== Problem requirements ==
Repeat the entries below exactly. Begin with the first line and end with the line that contains "let mut backoff".

== The records ==
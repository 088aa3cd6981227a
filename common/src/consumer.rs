//! Consumer-side AMQP connection management shared by the graph and relational consumers.
//!
//! Mirrors the extractor's own publisher connection: the same retry/backoff on connect, the
//! same idempotent exchange/DLX declaration, and a re-declare of the calling consumer family's
//! own queues (so either consumer can start before the extractor has ever run). Each consumer
//! then pulls a `lapin::Consumer` per data type with its configured prefetch.

use crate::data_type::DataType;
use crate::topology::{EXCHANGE, dead_letter_exchange, dead_letter_queue_name, queue_name};
use anyhow::{Context, Result};
use lapin::{Channel, Connection, ConnectionProperties, Consumer, ExchangeKind, options::*, types::FieldTable};
use std::time::Duration;
use tokio::time::sleep;
use tracing::{info, warn};

const AMQP_EXCHANGE_TYPE: ExchangeKind = ExchangeKind::Topic;

/// An open AMQP connection bound to one consumer family's queues (`discogsography-graphinator-*`
/// or `discogsography-tableinator-*`).
pub struct AmqpConsumerConnection {
    connection: Connection,
    channel: Channel,
    queue_prefix: &'static str,
    prefetch: u16,
}

impl AmqpConsumerConnection {
    pub async fn connect(url: &str, queue_prefix: &'static str, prefetch: u16, max_retries: u32) -> Result<Self> {
        let mut retry_count = 0;
        let mut backoff = Duration::from_secs(1);

        loop {
            match Self::try_connect(url, queue_prefix, prefetch).await {
                Ok((connection, channel)) => {
                    info!("✅ Successfully connected to AMQP broker ({})", queue_prefix);
                    return Ok(Self { connection, channel, queue_prefix, prefetch });
                }
                Err(e) => {
                    retry_count += 1;
                    if retry_count >= max_retries {
                        return Err(e).context("Failed to connect to AMQP broker after retries");
                    }
                    warn!("⚠️ Failed to connect to AMQP (attempt {}/{}): {}", retry_count, max_retries, e);
                    sleep(backoff).await;
                    backoff = (backoff * 2).min(Duration::from_secs(30));
                }
            }
        }
    }

    async fn try_connect(url: &str, queue_prefix: &'static str, prefetch: u16) -> Result<(Connection, Channel)> {
        let connection = Connection::connect(url, ConnectionProperties::default().with_connection_name(queue_prefix.into()))
            .await
            .context("Failed to establish AMQP connection")?;

        let channel = connection.create_channel().await.context("Failed to create AMQP channel")?;

        channel.basic_qos(prefetch, BasicQosOptions::default()).await.context("Failed to set QoS")?;

        channel
            .exchange_declare(
                EXCHANGE,
                AMQP_EXCHANGE_TYPE,
                ExchangeDeclareOptions { durable: true, auto_delete: false, ..Default::default() },
                FieldTable::default(),
            )
            .await
            .context("Failed to declare exchange")?;

        let dlx_exchange = dead_letter_exchange();
        channel
            .exchange_declare(
                &dlx_exchange,
                AMQP_EXCHANGE_TYPE,
                ExchangeDeclareOptions { durable: true, auto_delete: false, ..Default::default() },
                FieldTable::default(),
            )
            .await
            .context("Failed to declare dead-letter exchange")?;

        let mut queue_args = FieldTable::default();
        queue_args.insert("x-queue-type".into(), lapin::types::AMQPValue::LongString("quorum".into()));
        queue_args.insert("x-dead-letter-exchange".into(), lapin::types::AMQPValue::LongString(dlx_exchange.clone().into()));
        queue_args.insert("x-delivery-limit".into(), lapin::types::AMQPValue::LongInt(crate::topology::DELIVERY_LIMIT));

        let mut dlq_args = FieldTable::default();
        dlq_args.insert("x-queue-type".into(), lapin::types::AMQPValue::LongString("classic".into()));

        for data_type in DataType::all() {
            let queue = queue_name(queue_prefix, data_type);
            let dlq = dead_letter_queue_name(&queue);

            channel
                .queue_declare(&dlq, QueueDeclareOptions { durable: true, auto_delete: false, ..Default::default() }, dlq_args.clone())
                .await
                .with_context(|| format!("Failed to declare {} DLQ", queue))?;
            channel
                .queue_bind(&dlq, &dlx_exchange, data_type.routing_key(), QueueBindOptions::default(), FieldTable::default())
                .await
                .with_context(|| format!("Failed to bind {} DLQ", queue))?;

            channel
                .queue_declare(&queue, QueueDeclareOptions { durable: true, auto_delete: false, ..Default::default() }, queue_args.clone())
                .await
                .with_context(|| format!("Failed to declare {} queue", queue))?;
            channel
                .queue_bind(&queue, EXCHANGE, data_type.routing_key(), QueueBindOptions::default(), FieldTable::default())
                .await
                .with_context(|| format!("Failed to bind {} queue", queue))?;
        }

        Ok((connection, channel))
    }

    /// Starts consuming the given data type's queue with a unique consumer tag.
    pub async fn consume(&self, data_type: DataType, consumer_tag: &str) -> Result<Consumer> {
        let queue = queue_name(self.queue_prefix, data_type);
        self.channel
            .basic_consume(&queue, consumer_tag, BasicConsumeOptions::default(), FieldTable::default())
            .await
            .with_context(|| format!("Failed to start consuming {}", queue))
    }

    pub fn channel(&self) -> &Channel {
        &self.channel
    }

    pub fn prefetch(&self) -> u16 {
        self.prefetch
    }

    pub async fn close(self) -> Result<()> {
        self.channel.close(200, "Normal shutdown").await?;
        self.connection.close(200, "Normal shutdown").await?;
        info!("🔌 AMQP connection closed ({})", self.queue_prefix);
        Ok(())
    }
}

#[cfg(test)]
mod tests {
    use super::*;

    #[test]
    fn queue_prefix_is_carried_through() {
        // Compile-time sanity: both consumer families resolve to distinct queue prefixes.
        assert_ne!(crate::topology::QUEUE_PREFIX_GRAPHINATOR, crate::topology::QUEUE_PREFIX_TABLEINATOR);
    }
}
use axum::{Router, extract::State, http::StatusCode, response::Json, routing::get};
use chrono::Utc;
use serde_json::json;
use std::net::SocketAddr;
use std::sync::Arc;
use std::sync::atomic::{AtomicBool, AtomicU64, Ordering};
use tower_http::cors::CorsLayer;
use tower_http::trace::TraceLayer;
use tracing::{error, info};

use crate::batch_processor::BatchProcessor;

/// Shared readiness/error counters the consumer loop updates as it runs, read by the health
/// endpoints without needing a lock on the batch processor itself.
#[derive(Default)]
pub struct TableinatorState {
    pub connected: AtomicBool,
    pub messages_consumed: AtomicU64,
}

pub struct HealthServer {
    port: u16,
    state: Arc<TableinatorState>,
    processor: Arc<BatchProcessor>,
}

impl HealthServer {
    pub fn new(port: u16, state: Arc<TableinatorState>, processor: Arc<BatchProcessor>) -> Self {
        Self { port, state, processor }
    }

    pub async fn run(self) -> anyhow::Result<()> {
        let app = Router::new()
            .route("/health", get(health_handler))
            .route("/metrics", get(metrics_handler))
            .route("/ready", get(ready_handler))
            .layer(CorsLayer::permissive())
            .layer(TraceLayer::new_for_http())
            .with_state((self.state, self.processor));

        let addr = SocketAddr::from(([0, 0, 0, 0], self.port));
        info!("🏥 Health server listening on {}", addr);

        let listener = tokio::net::TcpListener::bind(addr).await?;
        axum::serve(listener, app).await.map_err(|e| {
            error!("Health server error: {}", e);
            e.into()
        })
    }
}

type HealthState = (Arc<TableinatorState>, Arc<BatchProcessor>);

async fn health_handler(State((state, processor)): State<HealthState>) -> (StatusCode, Json<serde_json::Value>) {
    let health = json!({
        "status": "healthy",
        "service": "tableinator",
        "connected": state.connected.load(Ordering::Relaxed),
        "messages_consumed": state.messages_consumed.load(Ordering::Relaxed),
        "stats": processor.get_stats(),
        "timestamp": Utc::now().to_rfc3339(),
    });

    (StatusCode::OK, Json(health))
}

async fn metrics_handler(State((state, processor)): State<HealthState>) -> (StatusCode, Json<serde_json::Value>) {
    let metrics = json!({
        "messages_consumed": state.messages_consumed.load(Ordering::Relaxed),
        "stats": processor.get_stats(),
    });

    (StatusCode::OK, Json(metrics))
}

async fn ready_handler(State((state, _processor)): State<HealthState>) -> StatusCode {
    if state.connected.load(Ordering::Relaxed) { StatusCode::OK } else { StatusCode::SERVICE_UNAVAILABLE }
}
use anyhow::{Context, Result};
use serde::{Deserialize, Serialize};

#[derive(Debug, Clone, Serialize, Deserialize)]
pub struct GraphinatorConfig {
    pub amqp_connection: String,
    pub neo4j_uri: String,
    pub neo4j_username: String,
    pub neo4j_password: String,
    pub health_port: u16,
    pub batch_size: usize,
    pub flush_interval_secs: u64,
    pub prefetch: u16,
    pub max_retries: u32,
}

impl Default for GraphinatorConfig {
    fn default() -> Self {
        Self {
            amqp_connection: "amqp://localhost:5672".to_string(),
            neo4j_uri: "bolt://localhost:7687".to_string(),
            neo4j_username: "neo4j".to_string(),
            neo4j_password: "neo4j".to_string(),
            health_port: 8001,
            batch_size: 100,
            flush_interval_secs: 5,
            prefetch: 100,
            max_retries: 10,
        }
    }
}

impl GraphinatorConfig {
    pub fn from_env() -> Result<Self> {
        let amqp_connection = std::env::var("AMQP_CONNECTION").context("AMQP_CONNECTION environment variable is required")?;
        let neo4j_uri = std::env::var("NEO4J_URI").context("NEO4J_URI environment variable is required")?;
        let neo4j_username = std::env::var("NEO4J_USERNAME").unwrap_or_else(|_| "neo4j".to_string());
        let neo4j_password = std::env::var("NEO4J_PASSWORD").context("NEO4J_PASSWORD environment variable is required")?;

        let health_port = std::env::var("HEALTH_PORT").unwrap_or_else(|_| "8001".to_string()).parse::<u16>().unwrap_or(8001);
        let batch_size = std::env::var("NEO4J_BATCH_SIZE").unwrap_or_else(|_| "100".to_string()).parse::<usize>().unwrap_or(100);
        let flush_interval_secs = std::env::var("NEO4J_FLUSH_INTERVAL").unwrap_or_else(|_| "5".to_string()).parse::<u64>().unwrap_or(5);
        let prefetch = std::env::var("NEO4J_PREFETCH").unwrap_or_else(|_| "100".to_string()).parse::<u16>().unwrap_or(100);

        Ok(Self { amqp_connection, neo4j_uri, neo4j_username, neo4j_password, health_port, batch_size, flush_interval_secs, prefetch, ..Default::default() })
    }
}
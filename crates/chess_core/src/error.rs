use thiserror::Error;

#[derive(Debug, Clone, PartialEq, Eq, Error)]
#[error("malformed position `{description}`: {reason}")]
pub struct MalformedPositionError {
    pub description: String,
    pub reason: String,
}

impl MalformedPositionError {
    pub fn new(description: impl Into<String>, reason: impl Into<String>) -> Self {
        Self {
            description: description.into(),
            reason: reason.into(),
        }
    }
}

#[derive(Debug, Clone, PartialEq, Eq, Error)]
pub enum RulesError {
    #[error("`{notation}` is not a legal move in this position")]
    UnknownMove { notation: String },
}
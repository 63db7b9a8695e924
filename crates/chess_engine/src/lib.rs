// Move selection for two-player board games: static evaluation, alpha-beta
// search and an iterative deepening loop bounded by a time budget
pub mod config;
pub mod deepening;
pub mod error;
pub mod evaluation;
pub mod search;
pub mod selector;

// Re-export main types for convenience
pub use config::EngineConfig;
pub use deepening::{DeepeningReport, IterativeDeepening};
pub use error::{ConfigError, EngineError, SearchError};
pub use evaluation::{EvalTables, Evaluate, Evaluator, Score, DRAW_SCORE, MATE_SCORE, MATE_THRESHOLD};
pub use search::{AppliedMove, CancellationToken, SearchResult, SearchStats, Searcher, INFINITY};
pub use selector::{select, MoveSelector};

== Exercise answer ==
repository 088aa3cd6981227a
filename common/src/consumer.rs
//! Consumer-side AMQP connection management shared by the graph and relational consumers.
//!
//! Mirrors the extractor's own publisher connection: the same retry/backoff on connect, the
//! same idempotent exchange/DLX declaration, and a re-declare of the calling consumer family's
//! own queues (so either consumer can start before the extractor has ever run). Each consumer
//! then pulls a `lapin::Consumer` per data type with its configured prefetch.

use crate::data_type::DataType;
use crate::topology::{EXCHANGE, dead_letter_exchange, dead_letter_queue_name, queue_name};
use anyhow::{Context, Result};
use lapin::{Channel, Connection, ConnectionProperties, Consumer, ExchangeKind, options::*, types::FieldTable};
use std::time::Duration;
use tokio::time::sleep;
use tracing::{info, warn};

const AMQP_EXCHANGE_TYPE: ExchangeKind = ExchangeKind::Topic;

/// An open AMQP connection bound to one consumer family's queues (`discogsography-graphinator-*`
/// or `discogsography-tableinator-*`).
pub struct AmqpConsumerConnection {
    connection: Connection,
    channel: Channel,
    queue_prefix: &'static str,
    prefetch: u16,
}

impl AmqpConsumerConnection {
    pub async fn connect(url: &str, queue_prefix: &'static str, prefetch: u16, max_retries: u32) -> Result<Self> {
        let mut retry_count = 0;
        let mut backoff = Duration::from_secs(1);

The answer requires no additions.